Lida Nazaryan, 72, hails from the village of Khachakap, now Qushchu, in Azerbaijan. Behind her stands Mount Artanish, which separates Jil from settlements in Armenia’s borderline Chambarak region.
Amenities are few. For lack of cash and a proper store, villagers barter dairy products for clothes and fruit.
Many did not manage to adapt to the new environment and left. Twenty-nine years later there are only 600 people in the village.
Those who stayed, like Gharibyan, who acts as the village’s head of government, are still in limbo. They are unable to return to their homes in Azerbaijan, and Jil, though located not far from the Sevan-Vardenis highway, lacks a basic road connection to the rest of Armenia.
The border with Azerbaijan is a mere 3.5 kilometers away. About 60 villagers work as contractors for the army in defending that borderline.
“It was tense during last year’s April war,” explains Arthur Hovhannisyan, one of the servicemen. “We thought that there might be an attack on this side, as there are less than 10 kilometers between the lake and the border. If [the Azerbaijani army] took the road, five to six villages would be totally surrounded.”
That did not happen. Compared to the northeast of Armenia, shootings in Jil do not occur daily since the Armenian army holds higher ground here.
Arthur Hovhannisyan, 31, (right) is a farmer and a serviceman. He is one of about 60 Jil men contracted by the Armenian army to control its positions along the border with Azerbaijan. “We already lost our homeland once. We cannot allow it to happen again,” Hovhannisyan says.
Seventy-year-old Svetlana Tsarukyan stands before the mountains that fence off Jil to the north.
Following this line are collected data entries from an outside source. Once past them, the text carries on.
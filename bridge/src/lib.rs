// Copyright (c) Microsoft Corporation.
// Licensed under the MIT License.

#![warn(missing_docs)]

//! Durable-stream bridge: drains the broker's unfiltered publish stream, maps each MQTT topic
//! onto a stream topic, and republishes a device-stamped envelope onto a Kafka-compatible log.

pub mod config;
pub mod envelope;
pub mod error;
pub mod producer;
pub mod topic_map;

mod handle;

#[macro_use]
extern crate derive_builder;

pub use config::{BridgeConfig, BridgeConfigBuilder};
pub use envelope::Envelope;
pub use error::BridgeError;
pub use handle::{Bridge, BridgeHandle};
pub use topic_map::TopicMap;

//----------------------------------------------------------------------

/// Include the README doc on a struct when running doctests to validate that the code in the
/// README can compile to verify that it has not rotted.
#[doc = include_str!("../README.md")]
#[cfg(doctest)]
struct ReadmeDoctests;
Locals call the mountains “ Tsapataghi koghmanq,” or “near Tsapatagh,” an area village.
“If there were a painting school in the village, my children would become wonderful artists as they see this beautiful lake every morning,” says Jil resident Anna Saribekyan, 30. She was a child when her family fled Azerbaijan.
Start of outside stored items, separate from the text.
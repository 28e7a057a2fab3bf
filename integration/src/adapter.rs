// Copyright (c) Microsoft Corporation.
// Licensed under the MIT License.

//! The protocol-agnostic adapter seam (spec.md §4.11), and the one concrete adapter this
//! crate ships.
//!
//! Grounded in the original bridge's `DeviceProtocolAdapter` abstract base class
//! (`start`/`stop`/`discover_devices`/`get_device_data`/`send_device_command`), generalized so
//! a Modbus or HTTP adapter could implement the same trait without touching
//! [`crate::broker::IntegrationBroker`].

use std::collections::BTreeMap;
use std::time::Duration;

use async_trait::async_trait;
use serde_json::Value as JsonValue;
use sparkmesh_mqtt::interface::MqttPubSub;
use sparkmesh_protocol::mgmt::host::CommandCorrelator;
use sparkmesh_protocol::mgmt::{ResponseStatus, DEFAULT_COMMAND_TIMEOUT};
use sparkmesh_registry::{DeviceFilter, RegistryHandle};

use crate::error::{IntegrationError, IntegrationErrorKind};
use crate::model::{snapshot_to_json, DeviceSummary};

/// A protocol-agnostic device adapter. The INTEGRATION broker routes each per-device call to
/// whichever adapter owns that device, and unions every adapter's `discover_devices` result.
#[async_trait]
pub trait Adapter: Send + Sync {
    /// Start the adapter's background work, if any.
    ///
    /// # Errors
    /// Returns [`IntegrationError`] if startup fails.
    async fn start(&self) -> Result<(), IntegrationError>;

    /// Stop the adapter, releasing any resources `start` acquired.
    ///
    /// # Errors
    /// Returns [`IntegrationError`] if shutdown fails.
    async fn stop(&self) -> Result<(), IntegrationError>;

    /// List every device this adapter currently knows about.
    ///
    /// # Errors
    /// Returns [`IntegrationError`] if the adapter cannot be reached.
    async fn discover_devices(&self) -> Result<Vec<DeviceSummary>, IntegrationError>;

    /// Fetch a device's current data snapshot.
    ///
    /// # Errors
    /// Returns [`IntegrationError::is_not_found`] if the adapter does not own `device_id`.
    async fn get_device_data(&self, device_id: &str) -> Result<JsonValue, IntegrationError>;

    /// Send `verb` with `parameters` to `device_id` and return its response payload.
    ///
    /// # Errors
    /// Returns [`IntegrationError`] if the device is unknown, the adapter is unreachable, or
    /// dispatch fails.
    async fn send_device_command(
        &self,
        device_id: &str,
        verb: &str,
        parameters: BTreeMap<String, JsonValue>,
    ) -> Result<JsonValue, IntegrationError>;
}

/// The sole concrete [`Adapter`]: reads device snapshots from the registry (C8) and dispatches
/// commands over MGMT (C7) via a [`CommandCorrelator`].
pub struct SparkmeshAdapter<P: MqttPubSub + Send + Sync> {
    registry: RegistryHandle,
    pub_sub: P,
    correlator: CommandCorrelator,
    mgmt_prefix: String,
    command_timeout: Duration,
}

impl<P: MqttPubSub + Send + Sync> SparkmeshAdapter<P> {
    /// Build an adapter over an already-running registry and broker session.
    #[must_use]
    pub fn new(registry: RegistryHandle, pub_sub: P, mgmt_prefix: impl Into<String>) -> Self {
        Self {
            registry,
            pub_sub,
            correlator: CommandCorrelator::new(),
            mgmt_prefix: mgmt_prefix.into(),
            command_timeout: DEFAULT_COMMAND_TIMEOUT,
        }
    }

    /// Override the per-command response timeout (default 5s, per spec.md §4.7).
    #[must_use]
    pub fn with_command_timeout(mut self, timeout: Duration) -> Self {
        self.command_timeout = timeout;
        self
    }

    /// Deliver an observed MGMT response to whichever in-flight command is awaiting it. The
    /// caller (typically the host process's MGMT response-topic handler) is responsible for
    /// decoding the wire payload into a [`sparkmesh_protocol::mgmt::ResponseEnvelope`] first.
    pub fn complete_response(&self, response: sparkmesh_protocol::mgmt::ResponseEnvelope) {
        self.correlator.complete(response);
    }
}

#[async_trait]
impl<P: MqttPubSub + Send + Sync> Adapter for SparkmeshAdapter<P> {
    async fn start(&self) -> Result<(), IntegrationError> {
        Ok(())
    }

    async fn stop(&self) -> Result<(), IntegrationError> {
        Ok(())
    }

    async fn discover_devices(&self) -> Result<Vec<DeviceSummary>, IntegrationError> {
        let records = self
            .registry
            .list(DeviceFilter::All)
            .await
            .map_err(|e| IntegrationErrorKind::Dispatch(e.to_string()))?;
        Ok(records
            .into_iter()
            .map(|record| DeviceSummary {
                device_id: record.device_id,
                device_type: record.device_type,
                status: format!("{:?}", record.status),
            })
            .collect())
    }

    async fn get_device_data(&self, device_id: &str) -> Result<JsonValue, IntegrationError> {
        let record = self
            .registry
            .get(device_id)
            .await
            .map_err(|e| IntegrationErrorKind::Dispatch(e.to_string()))?
            .ok_or_else(|| IntegrationErrorKind::NotFound {
                device_id: device_id.to_string(),
            })?;
        Ok(snapshot_to_json(&record))
    }

    async fn send_device_command(
        &self,
        device_id: &str,
        verb: &str,
        parameters: BTreeMap<String, JsonValue>,
    ) -> Result<JsonValue, IntegrationError> {
        if self
            .registry
            .get(device_id)
            .await
            .map_err(|e| IntegrationErrorKind::Dispatch(e.to_string()))?
            .is_none()
        {
            return Err(IntegrationErrorKind::NotFound {
                device_id: device_id.to_string(),
            }
            .into());
        }

        let response = self
            .correlator
            .send_command(&self.pub_sub, &self.mgmt_prefix, device_id, verb, parameters, self.command_timeout)
            .await
            .map_err(|e| IntegrationErrorKind::Dispatch(e.to_string()))?;

        match response.status {
            ResponseStatus::Ok => Ok(response.result.unwrap_or(JsonValue::Null)),
            ResponseStatus::Error => Err(IntegrationErrorKind::Dispatch(
                response
                    .error
                    .unwrap_or_else(|| "device reported an error with no detail".to_string()),
            )
            .into()),
        }
    }
}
Three-year-olEvgenia Saribekyan is the youngest child of Anna Saribekyan, a refugee from Azerbaijan.
The Jil River, which flows from the Geghama Mountains, divides the village of Jil in two. Locals use its waters to irrigate their fields. “When I saw this stream in front of this house, I decided to live here,” recalls 80-years old Hersik Tonoyan, who settled in Jil in 1988 with her husband.
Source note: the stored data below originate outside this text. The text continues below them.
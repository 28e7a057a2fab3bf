// Copyright (c) Microsoft Corporation.
// Licensed under the MIT License.

//! Construction options for the bridge and its stream producer.

use std::env::{self, VarError};
use std::time::Duration;

use crate::handle::DEFAULT_EVENT_QUEUE_CAPACITY;

/// Construction options for [`crate::Bridge::spawn`] and [`crate::producer::KafkaStreamProducer`].
#[derive(Builder, Clone)]
#[builder(pattern = "owned", setter(into), build_fn(validate = "Self::validate"))]
pub struct BridgeConfig {
    /// Comma-separated `host:port` list, passed through to `rdkafka`'s `bootstrap.servers`.
    pub brokers: String,
    /// Per-record delivery timeout.
    #[builder(default = "Duration::from_secs(10)")]
    pub send_timeout: Duration,
    /// Capacity of the bounded, drop-oldest ingestion channel sitting in front of the
    /// producer task (spec §5's "bounded... default 10 000... drop-oldest").
    #[builder(default = "DEFAULT_EVENT_QUEUE_CAPACITY")]
    pub event_queue_capacity: usize,
}

impl BridgeConfigBuilder {
    /// Initialize the builder from environment variables.
    ///
    /// # Errors
    /// Returns a `String` describing the error if a present environment variable cannot be
    /// parsed.
    pub fn from_environment() -> Result<Self, String> {
        let brokers = string_from_environment("SPARKMESH_BRIDGE_BROKERS")?;
        let send_timeout = string_from_environment("SPARKMESH_BRIDGE_SEND_TIMEOUT_S")?
            .map(|v| v.parse::<u64>().map(Duration::from_secs))
            .transpose()
            .map_err(|e| format!("SPARKMESH_BRIDGE_SEND_TIMEOUT_S: {e}"))?;
        let event_queue_capacity = string_from_environment("SPARKMESH_BRIDGE_EVENT_QUEUE_CAPACITY")?
            .map(|v| v.parse::<usize>())
            .transpose()
            .map_err(|e| format!("SPARKMESH_BRIDGE_EVENT_QUEUE_CAPACITY: {e}"))?;

        if brokers.is_none() {
            log::warn!("SPARKMESH_BRIDGE_BROKERS is not set in environment");
        }

        Ok(Self {
            brokers,
            send_timeout,
            event_queue_capacity,
        })
    }

    fn validate(&self) -> Result<(), String> {
        match &self.brokers {
            Some(brokers) if brokers.is_empty() => Err("brokers cannot be empty".to_string()),
            None => Err("brokers is required".to_string()),
            Some(_) => Ok(()),
        }
    }
}

fn string_from_environment(key: &str) -> Result<Option<String>, String> {
    match env::var(key) {
        Ok(value) => Ok(Some(value)),
        Err(VarError::NotPresent) => Ok(None),
        Err(VarError::NotUnicode(_)) => Err("Could not parse non-unicode environment variable".to_string()),
    }
}

#[cfg(test)]
mod tests {
    use super::*;

    #[test]
    fn build_requires_brokers() {
        let err = BridgeConfigBuilder::default().build().unwrap_err();
        assert!(err.to_string().contains("brokers"));
    }

    #[test]
    fn build_succeeds_with_brokers() {
        let config = BridgeConfigBuilder::default()
            .brokers("redpanda:9092".to_string())
            .build()
            .unwrap();
        assert_eq!(config.event_queue_capacity, DEFAULT_EVENT_QUEUE_CAPACITY);
    }

    #[test]
    fn from_environment_reads_brokers() {
        temp_env::with_var("SPARKMESH_BRIDGE_BROKERS", Some("redpanda:9092"), || {
            let builder = BridgeConfigBuilder::from_environment().unwrap();
            let config = builder.build().unwrap();
            assert_eq!(config.brokers, "redpanda:9092");
        });
    }
}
Instead of fences, poplars encircle private land plots. The high trees protect the village from Lake Sevan’s weather and the strong winds coming from the mountains. Villagers usually cultivate vegetables in these plots.
“These trees were planted by Azerbaijanis during the Soviet Union. Now when a tree dries out we cut it and plant a new one,” says 68-year-old Jil villager Serzhik Frazyan.
Villagers’ horses grazing freely in fields around Jil, within range of Lake Sevan.
Like most villagers, 24-year-old farmer Arthur Aghababyan uses a horse to follow his livestock up to mountain pastures.
Alik Maghakyan, 27, prefers his animals to graze on the fields along Lake Sevan instead of up in the mountains. The railway track on which he stands separates most of Jil’s sowing areas from the lake, which is protected as part of the Sevan National Park. The railway is key as a transportation line from the gold mine of Sotk, a town further south.
The world map in seventh-grader Tigran Hovsepyan’s classroom has seen better days. The pupils were asked to picture Jil and its border. Hovsepyan drew the road that leads past the village’s school, church, poplars and lake shoreline to army positions on the border.